> [WORK TO BE COMPLETED]:
Look at the entries below and restate word for word the lines from the first through the one that has "async fn test_sibling_relations_batch_per_level()".

INPUT DATA Block Start

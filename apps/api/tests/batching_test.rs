//! Integration tests for per-execution relation batching
//!
//! Counts the backing fetches each query issues against a recording store.

mod common;

use blogroll_api::graphql::EdgeId;
use blogroll_api::models::{EntityKey, EntityKind};
use blogroll_api::repositories::FetchCall;
use common::*;

fn user_keys(store: &blogroll_api::MemoryStore) -> Vec<EntityKey> {
    store.users().iter().map(|user| user.id.into()).collect()
}

#[tokio::test]
async fn test_sibling_relations_batch_per_level() {
    let (store, executor) = seeded();

    let response = executor
        .execute("{ users { id posts { id } profile { id } } }")
        .await;
    assert_ok(&response);

    let mut batches = store.batch_calls();
    batches.sort_by_key(|(edge, _)| edge.as_str());
    assert_eq!(
        batches,
        vec![
            (EdgeId::UserPosts, user_keys(&store)),
            (EdgeId::UserProfile, user_keys(&store)),
        ]
    );

    let users = response.pointer("users").unwrap().as_array().unwrap();
    assert_eq!(users.len(), 3);
    for user in users {
        assert_eq!(user["posts"].as_array().unwrap().len(), 2);
        assert!(user["profile"]["id"].is_string());
    }
}

#[tokio::test]
async fn test_batch_count_does_not_grow_with_users() {
    let (store, executor) = seeded();
    for n in 0..20 {
        let user = blogroll_api::models::User::new(format!("reader {}", n), 0.0);
        store.insert_user(user);
    }

    let response = executor
        .execute("{ users { posts { id } profile { id } } }")
        .await;
    assert_ok(&response);
    assert_eq!(store.batch_calls().len(), 2);
}

#[tokio::test]
async fn test_repeated_keys_are_deduplicated() {
    let (store, executor) = seeded();

    let response = executor.execute("{ posts { title author { name } } }").await;
    assert_ok(&response);

    // six posts, three distinct authors
    let batches = store.batch_calls();
    assert_eq!(batches.len(), 1);
    assert_eq!(batches[0].0, EdgeId::PostAuthor);
    assert_eq!(batches[0].1.len(), 3);

    for post in response.pointer("posts").unwrap().as_array().unwrap() {
        let title = post["title"].as_str().unwrap();
        let author = post["author"]["name"].as_str().unwrap();
        assert!(title.starts_with(author), "{} not written by {}", title, author);
    }
}

#[tokio::test]
async fn test_each_level_issues_one_fetch() {
    let (store, executor) = seeded();

    let response = executor
        .execute("{ users { posts { author { posts { id } } } } }")
        .await;
    assert_ok(&response);

    let edges: Vec<EdgeId> = store.batch_calls().into_iter().map(|(edge, _)| edge).collect();
    assert_eq!(
        edges,
        vec![EdgeId::UserPosts, EdgeId::PostAuthor, EdgeId::UserPosts]
    );
}

#[tokio::test]
async fn test_same_relation_at_two_sites_is_not_shared() {
    let (store, executor) = seeded();

    let response = executor
        .execute("{ users { mine: profile { id } again: profile { yearOfBirth } } }")
        .await;
    assert_ok(&response);

    let batches = store.batch_calls();
    assert_eq!(batches.len(), 2);
    assert!(batches.iter().all(|(edge, keys)| {
        *edge == EdgeId::UserProfile && keys.len() == 3
    }));
}

#[tokio::test]
async fn test_root_lookups_bypass_batching() {
    let (store, executor) = seeded();
    let ada = store.users()[0].clone();

    let query = format!(
        r#"{{ users {{ id }} user(id: "{}") {{ name }} memberTypes {{ id }} }}"#,
        ada.id
    );
    let response = executor.execute(query).await;
    assert_ok(&response);
    assert_eq!(response.pointer("user.name").unwrap(), "Ada");

    let mut calls = store.calls();
    calls.sort_by_key(|call| format!("{:?}", call));
    assert_eq!(
        calls,
        vec![
            FetchCall::All(EntityKind::MemberType),
            FetchCall::All(EntityKind::User),
            FetchCall::One(EntityKind::User, ada.id.into()),
        ]
    );
}

#[tokio::test]
async fn test_subscription_edges_in_both_directions() {
    let (store, executor) = seeded();

    let response = executor
        .execute("{ users { name userSubscribedTo { name } subscribedToUser { name } } }")
        .await;
    assert_ok(&response);

    let names = |pointer: &str| -> Vec<String> {
        response
            .pointer(pointer)
            .unwrap()
            .as_array()
            .unwrap()
            .iter()
            .map(|user| user["name"].as_str().unwrap().to_string())
            .collect()
    };
    assert_eq!(names("users.0.subscribedToUser"), vec!["Brian", "Chen"]);
    assert_eq!(names("users.0.userSubscribedTo"), vec!["Chen"]);
    assert_eq!(names("users.1.userSubscribedTo"), vec!["Ada"]);
    assert!(names("users.1.subscribedToUser").is_empty());

    assert_eq!(store.batch_calls().len(), 2);
}

#[tokio::test]
async fn test_concurrent_executions_do_not_share_batches() {
    let (store, executor) = seeded();
    let query = "{ users { posts { id } } }";

    let (first, second) = tokio::join!(executor.execute(query), executor.execute(query));
    assert_ok(&first);
    assert_eq!(first, second);

    let batches = store.batch_calls();
    assert_eq!(batches.len(), 2);
    assert_eq!(batches[0], batches[1]);
}

#[tokio::test]
async fn test_executions_are_repeatable() {
    let (store, executor) = seeded();
    let query = "{ profiles { user { name } memberType { discount } } }";

    let first = executor.execute(query).await;
    let calls = store.calls();
    store.clear_calls();
    let second = executor.execute(query).await;

    assert_ok(&first);
    assert_eq!(first, second);
    assert_eq!(store.calls(), calls);
}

INPUT DATA Block End

> [RESULT BELOW]:
filename apps/api/tests/batching_test.rs
//! Integration tests for per-execution relation batching
//!
//! Counts the backing fetches each query issues against a recording store.

mod common;

use blogroll_api::graphql::EdgeId;
use blogroll_api::models::{EntityKey, EntityKind};
use blogroll_api::repositories::FetchCall;
use common::*;

fn user_keys(store: &blogroll_api::MemoryStore) -> Vec<EntityKey> {
    store.users().iter().map(|user| user.id.into()).collect()
}

#[tokio::test]
async fn test_sibling_relations_batch_per_level() {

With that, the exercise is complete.